Enquête : L’Ecosse dans la mêlée du Brexit

Par Yves Eudes

Les leaders du Scottish National Party (indépendantiste) ont joué un rôle important dans l’opposition à la sortie de l’Union européenne et largement contribué au chaos politique actuel à Londres.

Le 28 juin 2016, cinq jours après le référendum sur le Brexit, la session extraordinaire du Parlement européen, à Bruxelles, s’ouvre dans une ambiance électrique. Devant une salle bondée, l’eurodéputé écossais Alyn Smith se lève, l’air grave, visiblement ému, et se lance dans un discours passionné : « Je suis fier d’être Ecossais, et tout aussi fier d’être Européen. »

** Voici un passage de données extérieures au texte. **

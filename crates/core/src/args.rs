//! The solver's fixed positional argument set
//!
//! [`SolverArgs`] freezes the externally imposed calling convention of the
//! DISORT routine. Field order below mirrors the positional order of the
//! external call exactly; backends must pass every field, in this order,
//! with these layouts. Nothing here is a design choice of this crate.

use nalgebra::DMatrix;
use serde::{Deserialize, Serialize};

/// Fully validated, correctly shaped, correctly ordered DISORT arguments.
///
/// Produced only by [`DisortRequest::build`](crate::DisortRequest::build);
/// every invariant of the data model has already been enforced by the time
/// a value of this type exists. All fields are immutable for the duration
/// of one call and nothing persists across calls.
#[derive(Debug, Clone, PartialEq, Serialize, Deserialize)]
#[allow(clippy::struct_excessive_bools)] // flag set mirrors the external contract
pub struct SolverArgs {
    /// Number of atmosphere layers.
    pub nlyr: usize,
    /// Optical thickness per layer, length `nlyr`.
    pub dtauc: Vec<f64>,
    /// Single-scatter albedo per layer, length `nlyr`.
    pub ssalb: Vec<f64>,
    /// Usable Legendre moment count (leading coefficient not included).
    pub nmom: usize,
    /// Phase-function table, moment-major, shape (`nmom + 1`, `nlyr`).
    pub pmom: DMatrix<f64>,
    /// Level temperatures, length `nlyr + 1`, index 0 = top of atmosphere.
    pub temper: Vec<f64>,
    /// Lower wavenumber bound; thermal handling is disabled, always 0.0.
    pub wvnmlo: f64,
    /// Upper wavenumber bound; thermal handling is disabled, always 0.0.
    pub wvnmhi: f64,
    /// Output at user depths; always `true` (auto-grid output is not used).
    pub usrtau: bool,
    /// Number of output optical depths.
    pub ntau: usize,
    /// Output optical depths, length `ntau`.
    pub utau: Vec<f64>,
    /// Number of computational streams (even, >= 2).
    pub nstr: usize,
    /// Output at user angles; always `true`.
    pub usrang: bool,
    /// Number of output zenith cosines.
    pub numu: usize,
    /// Output zenith-angle cosines, strictly increasing, length `numu`.
    pub umu: Vec<f64>,
    /// Number of output azimuth angles.
    pub nphi: usize,
    /// Output azimuth angles in degrees, length `nphi`.
    pub phi: Vec<f64>,
    /// Boundary-condition mode; always 0 (external isotropic/Lambertian
    /// default; internal-medium-albedo modes are not exposed).
    pub ibcnd: i32,
    /// Incident beam intensity.
    pub fbeam: f64,
    /// Cosine of the solar zenith angle.
    pub umu0: f64,
    /// Solar azimuth in degrees; always 0.0.
    pub phi0: f64,
    /// Isotropic top-boundary intensity; always 0.0.
    pub fisot: f64,
    /// Lambertian bottom boundary; always `true`.
    pub lamber: bool,
    /// Bottom-boundary albedo.
    pub albedo: f64,
    /// Bottom-boundary temperature; thermal handling disabled, always 0.0.
    pub btemp: f64,
    /// Top-boundary temperature; thermal handling disabled, always 0.0.
    pub ttemp: f64,
    /// Top-boundary emissivity; thermal handling disabled, always 0.0.
    pub temis: f64,
    /// Thermal emission flag; always `false` (pure shortwave/scattering).
    pub plank: bool,
    /// Flux-only flag; always `false` (intensities are requested too).
    pub onlyfl: bool,
    /// Convergence criterion for the azimuthal cosine series.
    pub accur: f64,
    /// Print-control flags; all disabled.
    pub prnt: [bool; 5],
    /// Banner passed to the solver; always empty.
    pub header: String,
}

#[cfg(test)]
mod tests {
    use crate::DisortRequest;

    #[test]
    fn test_fixed_settings_forced_on_every_build() {
        let request = DisortRequest::new(1, vec![{
            let mut row = vec![0.0; 20];
            row[0] = 1.0;
            row
        }]);
        let args = request.build().unwrap();

        assert!(args.usrtau && args.usrang && args.lamber);
        assert!(!args.plank && !args.onlyfl);
        assert_eq!(args.ibcnd, 0);
        assert_eq!(args.phi0, 0.0);
        assert_eq!(args.fisot, 0.0);
        assert_eq!((args.wvnmlo, args.wvnmhi), (0.0, 0.0));
        assert_eq!((args.btemp, args.ttemp, args.temis), (0.0, 0.0, 0.0));
        assert_eq!(args.prnt, [false; 5]);
        assert!(args.header.is_empty());
    }
}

Il rappelle qu’à l’inverse de l’Angleterre, l’Ecosse vient de voter pour rester dans l’Union à 62 %, et proclame qu’elle ne va pas se résigner à être exclue de l’Europe contre son gré : « Je veux que mon pays soit internationaliste, coopératif, écologique, juste, européen. S’il vous plaît, chers collègues [en français dans le texte], souvenez-vous : l’Ecosse ne vous a pas laissés tomber, alors à présent ne laissez pas tomber l’Ecosse ! » Etonnés et enthousiastes, des centaines de députés de tous les pays se lèvent pour l’applaudir longuement.

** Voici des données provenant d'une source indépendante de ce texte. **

//! Error types for request validation and solver invocation
//!
//! Validation failures never reach the solver: the first failing field
//! short-circuits the whole build and the external call is skipped. Solver
//! failures are opaque to this layer and passed through verbatim.

use std::fmt;

/// Validation failure for a single request field.
///
/// Carries the name of the offending field and a human-readable message.
/// Covers type-coercion failure (non-finite values), dimension mismatch,
/// minimum-moment-count violation, and the phase-function normalization
/// invariant.
#[derive(Debug, Clone, PartialEq, Eq)]
pub struct ParameterError {
    field: &'static str,
    message: String,
}

impl ParameterError {
    /// Create an error for `field` with a custom message.
    pub fn new(field: &'static str, message: impl Into<String>) -> Self {
        Self {
            field,
            message: message.into(),
        }
    }

    /// Create an error for a sequence whose length does not match the
    /// profile geometry.
    ///
    /// # Arguments
    /// * `field` - The name of the mismatched parameter (e.g. `"dtau"`, `"temps"`)
    /// * `expected` - The length required by the layer/level count
    /// * `got` - The length actually supplied
    pub fn dimension_mismatch(field: &'static str, expected: usize, got: usize) -> Self {
        Self::new(field, format!("dimension mismatch: expected {expected}, got {got}"))
    }

    /// Create an error for a value that could not be coerced to a finite float.
    pub fn non_finite(field: &'static str) -> Self {
        Self::new(field, "could not convert to a finite float array")
    }

    /// The name of the field that failed validation.
    #[must_use]
    pub fn field(&self) -> &'static str {
        self.field
    }

    /// The human-readable failure message.
    #[must_use]
    pub fn message(&self) -> &str {
        &self.message
    }
}

impl fmt::Display for ParameterError {
    fn fmt(&self, f: &mut fmt::Formatter<'_>) -> fmt::Result {
        write!(f, "parameter '{}': {}", self.field, self.message)
    }
}

impl std::error::Error for ParameterError {}

/// Opaque failure reported by a solver backend.
///
/// This layer makes no attempt to interpret or recover solver-internal
/// failures (numerical non-convergence, invalid internal state); whatever
/// the backend reports is carried through unchanged.
#[derive(Debug, Clone, PartialEq, Eq)]
pub struct SolverError(pub String);

impl fmt::Display for SolverError {
    fn fmt(&self, f: &mut fmt::Formatter<'_>) -> fmt::Result {
        write!(f, "solver failure: {}", self.0)
    }
}

impl std::error::Error for SolverError {}

/// Top-level error for one request/solve cycle.
#[derive(Debug, Clone, PartialEq, Eq)]
pub enum DisortError {
    /// A request field failed validation; the solver was never invoked.
    Parameter(ParameterError),
    /// The solver backend reported a failure after a fully validated call.
    Solver(SolverError),
}

impl fmt::Display for DisortError {
    fn fmt(&self, f: &mut fmt::Formatter<'_>) -> fmt::Result {
        match self {
            DisortError::Parameter(e) => write!(f, "invalid request: {e}"),
            DisortError::Solver(e) => write!(f, "{e}"),
        }
    }
}

impl std::error::Error for DisortError {
    #[allow(clippy::match_same_arms)]
    fn source(&self) -> Option<&(dyn std::error::Error + 'static)> {
        match self {
            DisortError::Parameter(e) => Some(e),
            DisortError::Solver(e) => Some(e),
        }
    }
}

impl From<ParameterError> for DisortError {
    fn from(e: ParameterError) -> Self {
        DisortError::Parameter(e)
    }
}

impl From<SolverError> for DisortError {
    fn from(e: SolverError) -> Self {
        DisortError::Solver(e)
    }
}

#[cfg(test)]
mod tests {
    use super::*;

    #[test]
    fn test_parameter_error_names_field() {
        let err = ParameterError::dimension_mismatch("dtau", 3, 1);
        assert_eq!(err.field(), "dtau");
        assert_eq!(err.to_string(), "parameter 'dtau': dimension mismatch: expected 3, got 1");
    }

    #[test]
    fn test_disort_error_wraps_both_kinds() {
        let p: DisortError = ParameterError::non_finite("w0").into();
        let s: DisortError = SolverError("did not converge".into()).into();
        assert!(matches!(p, DisortError::Parameter(_)));
        assert!(s.to_string().contains("did not converge"));
    }
}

Alyn Smith, un quadragénaire volubile et chaleureux, avocat de formation, est l’un des deux eurodéputés du Scottish National Party (SNP, indépendantiste), qui contrôle le gouvernement autonome d’Ecosse et dispose de 35 sièges au Parlement britannique à Londres. Il est aussi membre du comité exécutif national de son parti et joue un rôle important dans l’élaboration de la stratégie écossaise face au Brexit.

Confusion avec Londres

Rétrospectivement, il espère que son discours a eu un effet durable sur ses collègues continentaux : « Juste après le référendum, de nombreux eurodéputés de différents pays disaient que, dans ces conditions, le Royaume-Uni devait partir le plus vite possible. J’ai voulu les convaincre qu’il fallait poursuivre le débat et laisser la porte ouverte, au cas où… »

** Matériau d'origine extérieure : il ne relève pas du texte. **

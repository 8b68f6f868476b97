//! Solver backend boundary
//!
//! The radiative-transfer numerics are an external collaborator reachable
//! through one call boundary, the [`DisortSolver`] trait. Two backends
//! exist:
//!
//! - `NativeDisort`: the real Fortran DISORT routine, linked through a C
//!   shim. Gated behind the `native` feature so the workspace builds in
//!   environments without the library installed.
//! - [`DryRunSolver`]: always available; performs no radiative transfer
//!   and returns zero-filled fields of the correct shapes. Useful for
//!   verifying inputs and in tests.
//!
//! # Feature Flags
//!
//! - `native`: enables the Fortran-backed [`NativeDisort`]. Off by default.

mod dry_run;

#[cfg(feature = "native")]
mod native;

pub use dry_run::DryRunSolver;

#[cfg(feature = "native")]
pub use native::NativeDisort;

use crate::args::SolverArgs;
use crate::error::SolverError;
use crate::fields::RadiativeFields;

/// Backend-agnostic interface to the discrete-ordinates solver.
///
/// Implementations receive a fully validated [`SolverArgs`] and return the
/// eight output arrays unchanged. The call is synchronous and blocking,
/// with no cancellation or timeout hook; callers needing concurrency run
/// independent invocations in separate execution contexts, since no shared
/// mutable state exists.
pub trait DisortSolver {
    /// Invoke the solver with a validated argument set.
    ///
    /// # Errors
    /// Returns [`SolverError`] carrying the backend's own failure report,
    /// verbatim. This layer never interprets it.
    fn run(&self, args: &SolverArgs) -> Result<RadiativeFields, SolverError>;

    /// Short backend identifier used in log output.
    fn backend_name(&self) -> &'static str;
}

Voilà bientôt trois ans que le gouvernement écossais se bat pour demeurer dans l’Union européenne (UE), avec ou sans le reste du Royaume-Uni. Une femme incarne ce combat : Nicola Sturgeon, 49 ans, première ministre et leader du SNP. Cette juriste calme et posée, au sourire discret, a grandi dans les rangs indépendantistes : sa mère était responsable locale du SNP dans un district industriel du sud de Glasgow, et son mari est l’actuel secrétaire général du parti.

« J’AVAIS PRÉVU DE PARTICIPER À QUARANTE DÉBATS, MAIS PLUSIEURS ONT ÉTÉ ANNULÉS, CAR NOUS NE TROUVIONS PAS D’ORATEURS POUR SOUTENIR LE BREXIT »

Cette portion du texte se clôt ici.